South Korean two-time PGA Tour winner Bae Sang-Moon swapped his driver for a rifle Tuesday, beginning two years of military service after a failed legal bid for a temporary deferment.
Earlier in the year, the 29-year-old had gone to court to seek an extension of his overseas travel permit to continue playing in the United States, but the application was denied.
“I’ll be back on tour in 2017,” Bae told journalists before entering an army training camp in the eastern city of Chuncheon.
All able-bodied South Korean men aged 18-35 are required to serve in the military for about two years.
Those between 25 and 35 who have not yet completed their mandatory service require a special permit to stay overseas and Bae’s permit expired at the end of last year.
The district court judging his case ruled that a conscript was not allowed to arbitrarily schedule his entry into the military — even if his professional career faces the risk of being disrupted.
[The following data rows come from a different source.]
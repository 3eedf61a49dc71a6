//! Aggregates over an unfiltered collection: status counts, categories, costs
//!
//! Callers pass the full list, not the filtered view, so the counts shown
//! next to a filtered listing describe the whole catalog.

use serde::ser::{Serialize, SerializeMap, Serializer};

use crate::core::entity::{PartStatus, ProjectStatus, StatusSet};
use crate::core::filter::Filterable;
use crate::core::identity::EntityId;
use crate::core::money::Cost;
use crate::entities::{Part, PartRow, Project};

/// Per-status member counts with a bucket for every status value
#[derive(Debug, Clone, PartialEq, Eq)]
pub struct StatusCounts<S: StatusSet> {
    buckets: Vec<(S, usize)>,
}

impl<S: StatusSet> StatusCounts<S> {
    /// All buckets at zero
    pub fn zeroed() -> Self {
        Self {
            buckets: S::all().iter().map(|s| (*s, 0)).collect(),
        }
    }

    pub fn get(&self, status: S) -> usize {
        self.buckets
            .iter()
            .find(|(s, _)| *s == status)
            .map_or(0, |(_, n)| *n)
    }

    /// Sum of all buckets
    pub fn total(&self) -> usize {
        self.buckets.iter().map(|(_, n)| n).sum()
    }

    /// Buckets in the status set's declared order
    pub fn iter(&self) -> impl Iterator<Item = (S, usize)> + '_ {
        self.buckets.iter().copied()
    }

    fn increment(&mut self, status: S) {
        if let Some((_, n)) = self.buckets.iter_mut().find(|(s, _)| *s == status) {
            *n += 1;
        }
    }
}

impl<S: StatusSet> Serialize for StatusCounts<S> {
    fn serialize<Ser: Serializer>(&self, serializer: Ser) -> Result<Ser::Ok, Ser::Error> {
        let mut map = serializer.serialize_map(Some(self.buckets.len()))?;
        for (status, count) in &self.buckets {
            map.serialize_entry(&status.to_string(), count)?;
        }
        map.end()
    }
}

/// Count items per status
pub fn count_by_status<T>(items: &[T]) -> StatusCounts<T::Status>
where
    T: Filterable,
    T::Status: StatusSet,
{
    let mut counts = StatusCounts::zeroed();
    for item in items {
        counts.increment(item.status());
    }
    counts
}

/// Count items per category in first-seen order; uncategorised items are skipped
pub fn count_by_category<T: Filterable>(items: &[T]) -> Vec<(String, usize)> {
    let mut counts: Vec<(String, usize)> = Vec::new();
    for category in items.iter().filter_map(|item| item.category()) {
        match counts.iter_mut().find(|(c, _)| c == category) {
            Some((_, n)) => *n += 1,
            None => counts.push((category.to_string(), 1)),
        }
    }
    counts
}

/// Distinct categories in first-seen order (the category filter choices)
pub fn distinct_categories<T: Filterable>(items: &[T]) -> Vec<String> {
    count_by_category(items)
        .into_iter()
        .map(|(category, _)| category)
        .collect()
}

/// Something with a cost
pub trait Costed {
    fn cost(&self) -> &Cost;
}

impl Costed for Part {
    fn cost(&self) -> &Cost {
        &self.cost
    }
}

impl Costed for PartRow {
    fn cost(&self) -> &Cost {
        &self.part.cost
    }
}

/// Sum of parseable costs; text that does not parse counts as zero
pub fn total_cost<T: Costed>(items: &[T]) -> f64 {
    items.iter().map(|item| item.cost().amount_or_zero()).sum()
}

/// Completed share of projects as a whole percentage, 0 when there are none
pub fn completion_rate(counts: &StatusCounts<ProjectStatus>) -> u32 {
    let total = counts.total();
    if total == 0 {
        return 0;
    }
    let completed = counts.get(ProjectStatus::Completed) as f64;
    (completed / total as f64 * 100.0).round() as u32
}

/// Part totals shown alongside a parts listing
#[derive(Debug, Clone, PartialEq, serde::Serialize)]
pub struct PartTotals {
    pub count: usize,
    pub total_value: f64,
    pub on_order: usize,
    pub installed: usize,
}

pub fn part_totals<T: Costed + Filterable<Status = PartStatus>>(items: &[T]) -> PartTotals {
    let counts = count_by_status(items);
    PartTotals {
        count: items.len(),
        total_value: total_cost(items),
        on_order: counts.get(PartStatus::Ordered),
        installed: counts.get(PartStatus::Installed),
    }
}

/// Cost picture for one project
#[derive(Debug, Clone, PartialEq, serde::Serialize)]
pub struct ProjectCostSummary {
    pub project_id: EntityId,
    pub title: String,
    /// Sum of the project's part costs
    pub parts_total: f64,
    #[serde(skip_serializing_if = "Option::is_none")]
    pub estimated: Option<f64>,
    #[serde(skip_serializing_if = "Option::is_none")]
    pub actual: Option<f64>,
    /// |actual - parts total|, when an actual cost is recorded
    #[serde(skip_serializing_if = "Option::is_none")]
    pub variance: Option<f64>,
    /// Whether the actual cost exceeds the parts total
    #[serde(skip_serializing_if = "Option::is_none")]
    pub over_budget: Option<bool>,
}

impl ProjectCostSummary {
    pub fn for_project(project: &Project, parts: &[Part]) -> Self {
        let own: Vec<&Part> = parts
            .iter()
            .filter(|part| part.project_id == project.id)
            .collect();
        let parts_total = own.iter().map(|part| part.cost.amount_or_zero()).sum();
        let actual = project.actual_cost.as_ref().and_then(Cost::amount);

        Self {
            project_id: project.id.clone(),
            title: project.title.clone(),
            parts_total,
            estimated: project.estimated_cost.as_ref().and_then(Cost::amount),
            actual,
            variance: actual.map(|a| (a - parts_total).abs()),
            over_budget: actual.map(|a| a > parts_total),
        }
    }
}

/// Headline cost figures across every project
#[derive(Debug, Clone, PartialEq, serde::Serialize)]
pub struct CostTotals {
    /// Value of every part in the catalog
    pub parts_value: f64,
    /// Sum of the per-project parts totals
    pub parts_total: f64,
    /// Sum of the recorded final costs
    pub final_total: f64,
}

pub fn cost_totals<T: Costed>(parts: &[T], summaries: &[ProjectCostSummary]) -> CostTotals {
    CostTotals {
        parts_value: total_cost(parts),
        parts_total: summaries.iter().map(|s| s.parts_total).sum(),
        final_total: summaries.iter().filter_map(|s| s.actual).sum(),
    }
}

/// One cost summary per project, in project order
pub fn cost_summaries(projects: &[Project], parts: &[Part]) -> Vec<ProjectCostSummary> {
    let summaries: Vec<ProjectCostSummary> = projects
        .iter()
        .map(|project| ProjectCostSummary::for_project(project, parts))
        .collect();
    tracing::debug!(projects = summaries.len(), "computed cost summaries");
    summaries
}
He was, however, allowed to take part in the Presidents Cup last month in the western port city of Incheon on condition that he start his military service when the event was over.
South Korea’s armed forces rely heavily on a compulsory military service system, with conscripts — most in their early 20s — accounting for the lion’s share of its 690,000 active personnel.
The country remains technically at war with North Korea as the 1950-53 Korean War ended in an armistice instead of a peace treaty, and dodging military service is a serious crime punishable by imprisonment.
Exemptions are very rare, although sports can offer a way out. Athletes winning an Olympic gold medal, for example, are not required to serve.